— To do —
Within the records below, find each line with the word "other" and copy it out.

Segment Start: Record set

use std::sync::Arc;

use axum::Router;
use axum::body::Body;
use axum::http::{Request, StatusCode};
use serde_json::Value;
use smarthome_server::app::{build_router, create_reading_service};
use smarthome_server::configs::{Settings, Storage};
use smarthome_server::models::{Device, Sensor};
use smarthome_server::tests::*;
use time::OffsetDateTime;
use tower::ServiceExt;

pub struct MockApp {
    pub storage: Arc<Storage>,
    pub settings: Settings,
    pub router: Router,
}

impl MockApp {
    pub async fn new() -> Self {
        let storage = setup_test_db().await;
        let settings = test_settings();

        let reading_service = Arc::new(create_reading_service(storage.clone(), &settings).unwrap());

        Self {
            storage,
            settings,
            router: build_router(reading_service),
        }
    }

    pub async fn create_grid_meter(&self, name: &str) -> (Device, Sensor) {
        let device_type = self.settings.catalog.grid_meter_type.clone();
        self.create_power_meter(name, &device_type).await
    }

    pub async fn create_source_meter(&self, name: &str) -> (Device, Sensor) {
        let device_type = self.settings.catalog.power_source_meter_type.clone();
        self.create_power_meter(name, &device_type).await
    }

    pub async fn create_thermometer(&self, name: &str) -> (Device, Sensor) {
        let device = create_test_device(self.storage.clone(), name, "Thermostat").await;
        let sensor = create_test_sensor(
            self.storage.clone(),
            device.id,
            &format!("{name} Temperature"),
            &self.settings.catalog.temperature_model,
        )
        .await;

        (device, sensor)
    }

    pub async fn record(&self, sensor: &Sensor, value: f64, time: OffsetDateTime) -> i32 {
        create_test_reading(self.storage.clone(), sensor.id, value, time)
            .await
            .id
    }

    pub async fn get(&self, uri: &str) -> (StatusCode, Value) {
        let request = Request::builder().uri(uri).body(Body::empty()).unwrap();

        let response = self.router.clone().oneshot(request).await.unwrap();
        let status = response.status();

        let body = axum::body::to_bytes(response.into_body(), usize::MAX)
            .await
            .unwrap();
        let json = serde_json::from_slice(&body).unwrap_or(Value::Null);

        (status, json)
    }

    async fn create_power_meter(&self, name: &str, device_type: &str) -> (Device, Sensor) {
        let device = create_test_device(self.storage.clone(), name, device_type).await;
        let sensor = create_test_sensor(
            self.storage.clone(),
            device.id,
            &format!("{name} Power"),
            &self.settings.catalog.power_consumption_model,
        )
        .await;

        (device, sensor)
    }
}
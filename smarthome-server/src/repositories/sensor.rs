use std::sync::Arc;

use sqlx::{Error, Sqlite, Transaction};

use crate::configs::Storage;
use crate::models::Sensor;

pub struct SensorRepository {
    storage: Arc<Storage>,
}

impl SensorRepository {
    pub fn new(storage: Arc<Storage>) -> Self {
        Self { storage }
    }
}

impl SensorRepository {
    // Create new sensor
    pub async fn create(
        &self,
        item: &Sensor,
        transaction: &mut Transaction<'_, Sqlite>,
    ) -> Result<i32, Error> {
        let id = sqlx::query(
            r#"
            INSERT INTO sensors (device_id, name, model_name)
            VALUES ($1, $2, $3)
            "#,
        )
        .bind(item.device_id)
        .bind(&item.name)
        .bind(&item.model_name)
        .execute(&mut **transaction)
        .await?
        .last_insert_rowid();

        Ok(id as i32)
    }

    // Find sensor by ID
    pub async fn find_by_id(&self, id: i32) -> Result<Option<Sensor>, Error> {
        let sensor: Option<Sensor> = sqlx::query_as("SELECT * FROM sensors WHERE id = $1")
            .bind(id)
            .fetch_optional(self.storage.get_pool())
            .await?;

        Ok(sensor)
    }

    // Get all sensors attached to a device
    pub async fn find_by_device_id(&self, device_id: i32) -> Result<Vec<Sensor>, Error> {
        let sensors: Vec<Sensor> =
            sqlx::query_as("SELECT * FROM sensors WHERE device_id = $1 ORDER BY id")
                .bind(device_id)
                .fetch_all(self.storage.get_pool())
                .await?;

        Ok(sensors)
    }

    // Get the IDs of the sensors of a given model attached to a device
    pub async fn find_ids_by_device_id_and_model(
        &self,
        device_id: i32,
        model_name: &str,
    ) -> Result<Vec<i32>, Error> {
        let ids: Vec<i32> = sqlx::query_scalar(
            r#"
            SELECT id FROM sensors
            WHERE device_id = $1 AND model_name = $2
            ORDER BY id
            "#,
        )
        .bind(device_id)
        .bind(model_name)
        .fetch_all(self.storage.get_pool())
        .await?;

        Ok(ids)
    }
}

#[cfg(test)]
mod tests {
    use crate::tests::*;

    use super::*;

    #[tokio::test]
    async fn test_find_sensor_by_id() {
        let storage = setup_test_db().await;
        let device = create_test_device(storage.clone(), "Bedroom Thermostat", "Thermostat").await;
        let sensor =
            create_test_sensor(storage.clone(), device.id, "Temperature 1", "SensorOfTemperature").await;

        let repo = SensorRepository::new(storage.clone());

        let found = repo.find_by_id(sensor.id).await.unwrap().unwrap();
        assert_eq!(found.name, "Temperature 1");
        assert_eq!(found.device_id, device.id);
        assert_eq!(found.model_name, "SensorOfTemperature");
    }

    #[tokio::test]
    async fn test_find_sensors_by_device_and_model() {
        let storage = setup_test_db().await;
        let device = create_test_device(storage.clone(), "Kitchen Hub", "Thermostat").await;
        let other = create_test_device(storage.clone(), "Hall Hub", "Thermostat").await;

        let temperature =
            create_test_sensor(storage.clone(), device.id, "Temperature", "SensorOfTemperature").await;
        let humidity =
            create_test_sensor(storage.clone(), device.id, "Humidity", "SensorOfHumidity").await;
        create_test_sensor(storage.clone(), other.id, "Temperature", "SensorOfTemperature").await;

        let repo = SensorRepository::new(storage.clone());

        let all = repo.find_by_device_id(device.id).await.unwrap();
        let all_ids: Vec<i32> = all.iter().map(|s| s.id).collect();
        assert_eq!(all_ids, vec![temperature.id, humidity.id]);

        let ids = repo
            .find_ids_by_device_id_and_model(device.id, "SensorOfTemperature")
            .await
            .unwrap();
        assert_eq!(ids, vec![temperature.id]);

        let ids = repo
            .find_ids_by_device_id_and_model(device.id, "SensorOfWind")
            .await
            .unwrap();
        assert!(ids.is_empty());
    }
}
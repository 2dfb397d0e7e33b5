use std::sync::Arc;

use sqlx::{Error, Sqlite, Transaction};

use crate::configs::Storage;
use crate::models::Device;

pub struct DeviceRepository {
    storage: Arc<Storage>,
}

impl DeviceRepository {
    pub fn new(storage: Arc<Storage>) -> Self {
        Self { storage }
    }
}

impl DeviceRepository {
    pub async fn create(
        &self,
        item: &Device,
        transaction: &mut Transaction<'_, Sqlite>,
    ) -> Result<i32, Error> {
        let id = sqlx::query(
            r#"
            INSERT INTO devices (name, device_type)
            VALUES ($1, $2)
            "#,
        )
        .bind(&item.name)
        .bind(&item.device_type)
        .execute(&mut **transaction)
        .await?
        .last_insert_rowid();

        Ok(id as i32)
    }

    pub async fn find_by_id(&self, id: i32) -> Result<Option<Device>, Error> {
        let device: Option<Device> = sqlx::query_as("SELECT * FROM devices WHERE id = $1")
            .bind(id)
            .fetch_optional(self.storage.get_pool())
            .await?;

        Ok(device)
    }

    pub async fn find_ids_by_type(&self, device_type: &str) -> Result<Vec<i32>, Error> {
        let ids: Vec<i32> =
            sqlx::query_scalar("SELECT id FROM devices WHERE device_type = $1 ORDER BY id")
                .bind(device_type)
                .fetch_all(self.storage.get_pool())
                .await?;

        Ok(ids)
    }
}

Segment End: Record set

— Solution for this problem —
        let other = create_test_device(storage.clone(), "Hall Hub", "Thermostat").await;
        create_test_sensor(storage.clone(), other.id, "Temperature", "SensorOfTemperature").await;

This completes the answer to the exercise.